ОТ АВТОРА Мои дорогие читатели, особенно театральная молодежь! Эта книга о безымянных тружениках русской сцены, русского театра, о которых история не сохранила ни статей, ни исследований, ни мемуаров. А разве сражения выигрываются только генералами. Простые люди, скромные солдаты от театра, подготовили и осуществили величайший триумф русского театра. Нет, не напрасен был их труд, небесследно прошла их жизнь. Не должны быть забыты их образы, их имена. В темном царстве губернских и уездных городов дореволюционной России они несли народу свет правды, свет надежды.


Сергей Дягилев

В истории русской и мировой культуры есть период, длившийся более тридцати лет, который принято называть «эпохой Дягилева». Такого признания наш соотечественник удостоился за беззаветное служение искусству.

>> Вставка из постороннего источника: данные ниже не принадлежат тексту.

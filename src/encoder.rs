//! The seam between this crate and the QR symbol encoder.
//!
//! Turning text into modules (segment modes, Reed-Solomon codewords, masking,
//! format and version information) is delegated to the [`qrcode`] crate. This
//! module only owns the boolean [`ModuleMatrix`] that the rest of the crate
//! works with, and the [`SymbolEncoder`] trait that produces one.

use crate::error::{QrPrintError, Result};
use qrcode::{Color, EcLevel, QrCode};
use serde::{Deserialize, Serialize};

/// A square grid of dark (`true`) and light (`false`) modules.
///
/// The side length is chosen by the encoder and is always at least 1. Every
/// cell is defined and the matrix never changes after construction.
#[derive(Clone, PartialEq, Eq, Debug)]
pub struct ModuleMatrix {
    side: usize,
    /// Row-major, `side * side` entries.
    modules: Vec<bool>,
}

impl ModuleMatrix {
    /// Builds a matrix from row-major modules.
    ///
    /// # Errors
    ///
    /// Returns `EncodingFailure` if `side` is zero or `modules` does not hold
    /// exactly `side * side` entries.
    pub fn new(side: usize, modules: Vec<bool>) -> Result<Self> {
        if side == 0 {
            return Err(QrPrintError::EncodingFailure {
                message: "module matrix must have a positive side length".to_string(),
            });
        }
        let count = cell_count(side)?;
        if modules.len() != count {
            return Err(QrPrintError::EncodingFailure {
                message: format!(
                    "expected {} modules for side {}, got {}",
                    count,
                    side,
                    modules.len()
                ),
            });
        }
        Ok(Self { side, modules })
    }

    /// Builds a matrix by asking `f(x, y)` for every module.
    pub fn from_fn(side: usize, mut f: impl FnMut(usize, usize) -> bool) -> Result<Self> {
        let mut modules = Vec::with_capacity(cell_count(side)?);
        for y in 0..side {
            for x in 0..side {
                modules.push(f(x, y));
            }
        }
        Self::new(side, modules)
    }

    /// Width and height in modules.
    pub fn side(&self) -> usize {
        self.side
    }

    /// Returns the module at column `x`, row `y`. Coordinates outside the
    /// grid read as light, the same as a quiet zone.
    pub fn get(&self, x: usize, y: usize) -> bool {
        x < self.side && y < self.side && self.modules[y * self.side + x]
    }

    /// Returns a copy surrounded by `border` light modules on every side.
    ///
    /// # Errors
    ///
    /// Returns `EncodingFailure` if the padded side length overflows.
    pub fn with_quiet_zone(&self, border: usize) -> Result<Self> {
        if border == 0 {
            return Ok(self.clone());
        }
        let side = border
            .checked_mul(2)
            .and_then(|b| b.checked_add(self.side))
            .ok_or_else(|| too_large(border))?;
        let mut modules = vec![false; cell_count(side)?];
        for y in 0..self.side {
            let src = &self.modules[y * self.side..(y + 1) * self.side];
            let start = (y + border) * side + border;
            modules[start..start + self.side].copy_from_slice(src);
        }
        Ok(Self { side, modules })
    }
}

fn cell_count(side: usize) -> Result<usize> {
    side.checked_mul(side).ok_or_else(|| too_large(side))
}

fn too_large(size: usize) -> QrPrintError {
    QrPrintError::EncodingFailure {
        message: format!("module matrix size {} is too large", size),
    }
}

/// Error correction level for a QR code.
#[derive(Clone, Copy, PartialEq, Eq, PartialOrd, Ord, Debug, Default)]
#[derive(Serialize, Deserialize, clap::ValueEnum)]
#[serde(rename_all = "lowercase")]
pub enum ErrorCorrection {
    /// Tolerates ~7% erroneous codewords.
    #[default]
    Low,
    /// Tolerates ~15% erroneous codewords.
    Medium,
    /// Tolerates ~25% erroneous codewords.
    Quartile,
    /// Tolerates ~30% erroneous codewords.
    High,
}

impl ErrorCorrection {
    fn ec_level(self) -> EcLevel {
        use ErrorCorrection::*;
        match self {
            Low => EcLevel::L,
            Medium => EcLevel::M,
            Quartile => EcLevel::Q,
            High => EcLevel::H,
        }
    }
}

/// Anything that can turn validated text into a module matrix.
pub trait SymbolEncoder {
    /// Encodes `text` at the given error correction level.
    ///
    /// # Errors
    ///
    /// Returns `EncodingFailure` when the payload cannot be represented.
    fn encode(&self, text: &str, ecc: ErrorCorrection) -> Result<ModuleMatrix>;
}

/// QR Code Model 2 encoder backed by the `qrcode` crate.
///
/// The version is the smallest one that fits the payload, so the matrix side
/// is `4 * version + 17` (21 to 177). No quiet zone is included.
#[derive(Clone, Copy, Debug, Default)]
pub struct QrEncoder;

impl SymbolEncoder for QrEncoder {
    fn encode(&self, text: &str, ecc: ErrorCorrection) -> Result<ModuleMatrix> {
        let code = QrCode::with_error_correction_level(text.as_bytes(), ecc.ec_level())
            .map_err(|e| QrPrintError::EncodingFailure { message: e.to_string() })?;
        let side = code.width();
        tracing::debug!(version = ?code.version(), side, ?ecc, "symbol encoded");
        let modules = code.to_colors().into_iter().map(|c| c == Color::Dark).collect();
        ModuleMatrix::new(side, modules)
    }
}

#[cfg(test)]
mod tests {
    use super::*;

    #[test]
    fn test_new_rejects_empty_and_ragged() {
        assert!(ModuleMatrix::new(0, vec![]).is_err());
        assert!(ModuleMatrix::new(2, vec![true; 3]).is_err());
        assert!(ModuleMatrix::new(2, vec![true; 4]).is_ok());
    }

    #[test]
    fn test_get_is_row_major() {
        let m = ModuleMatrix::new(2, vec![true, false, false, false]).unwrap();
        assert!(m.get(0, 0));
        assert!(!m.get(1, 0));
        assert!(!m.get(0, 1));
        assert!(!m.get(5, 5));
    }

    #[test]
    fn test_quiet_zone_pads_with_light_modules() {
        let m = ModuleMatrix::from_fn(3, |_, _| true).unwrap();
        let padded = m.with_quiet_zone(2).unwrap();
        assert_eq!(padded.side(), 7);
        assert!(!padded.get(1, 1));
        assert!(padded.get(2, 2));
        assert!(padded.get(4, 4));
        assert!(!padded.get(5, 4));
        assert_eq!(m.with_quiet_zone(0).unwrap(), m);
    }

    #[test]
    fn test_quiet_zone_overflow_is_an_error() {
        let m = ModuleMatrix::from_fn(21, |_, _| true).unwrap();
        for border in [4_294_967_296, usize::MAX / 2, usize::MAX] {
            assert!(matches!(
                m.with_quiet_zone(border),
                Err(QrPrintError::EncodingFailure { .. })
            ));
        }
    }

    #[test]
    fn test_qr_encoder_side_matches_version_formula() {
        let m = QrEncoder.encode("https://example.com", ErrorCorrection::Low).unwrap();
        assert!(m.side() >= 21 && m.side() <= 177);
        assert_eq!((m.side() - 17) % 4, 0);
        // Finder pattern corner is dark.
        assert!(m.get(0, 0));
        assert!(m.get(m.side() - 1, 0));
        assert!(m.get(0, m.side() - 1));
    }

    #[test]
    fn test_qr_encoder_is_deterministic() {
        let a = QrEncoder.encode("https://example.com/a", ErrorCorrection::High).unwrap();
        let b = QrEncoder.encode("https://example.com/a", ErrorCorrection::High).unwrap();
        assert_eq!(a, b);
    }

    #[test]
    fn test_qr_encoder_rejects_oversize_payload() {
        let text = format!("https://{}", "a".repeat(4000));
        match QrEncoder.encode(&text, ErrorCorrection::High) {
            Err(QrPrintError::EncodingFailure { message }) => assert!(!message.is_empty()),
            other => panic!("unexpected {:?}", other.map(|m| m.side())),
        }
    }

    #[test]
    fn test_ecc_names_deserialize_lowercase() {
        #[derive(Deserialize)]
        struct Wrapper {
            ecc: ErrorCorrection,
        }
        let w: Wrapper = toml::from_str("ecc = \"quartile\"").unwrap();
        assert_eq!(w.ecc, ErrorCorrection::Quartile);
    }
}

Сергей Павлович Дягилев (1872–1929) был одним из самых ярких и влиятельных деятелей русского Серебряного века — редактором журнала «Мир Искусства», организатором многочисленных художественных выставок в России и Западной Европе, в том числе грандиозной Таврической выставки русских портретов в Санкт-Петербурге (1905) и Выставки русского искусства в Париже (1906), организатором Русских сезонов за границей и основателем легендарной труппы «Русские балеты».


Путеводитель потерянных. Документальный роман

Более тридцати лет Елена Макарова рассказывает об истории гетто Терезин и курирует международные выставки, посвященные этой теме. На ее счету четырехтомное историческое исследование «Крепость над бездной», а также роман «Фридл» о судьбе художницы и педагога Фридл Дикер-Брандейс (1898–1944). Документальный роман «Путеводитель потерянных» органично продолжает эту многолетнюю работу. Основываясь на диалогах с бывшими узниками гетто и лагерей смерти, Макарова создает широкое историческое полотно жизни людей, которым заново приходилось учиться любить, доверять людям, думать, работать.


Герои Сталинградской битвы

В ряду величайших сражений, в которых участвовала и победила наша страна, особое место занимает Сталинградская битва — коренной перелом в ходе Второй мировой войны. Среди литературы, посвященной этой великой победе, выделяются воспоминания ее участников — от маршалов и генералов до солдат. В этих мемуарах есть лишь один недостаток — авторы почти ничего не пишут о себе. Вы не найдете у них слов и оценок того, каков был их личный вклад в победу над врагом, какого колоссального напряжения и сил стоила им война.


Гойя

Франсиско Гойя-и-Лусьентес (1746–1828) — художник, чье имя неотделимо от бурной эпохи революционных потрясений, от надежд и разочарований его современников. Его биография, написанная известным искусствоведом Александром Якимовичем, включает в себя анекдоты, интермедии, научные гипотезы, субъективные догадки и другие попытки приблизиться к волнующим, пугающим и удивительным смыслам картин великого мастера живописи и графики. Читатель встретит здесь близких друзей Гойи, его единомышленников, антагонистов, почитателей и соперников.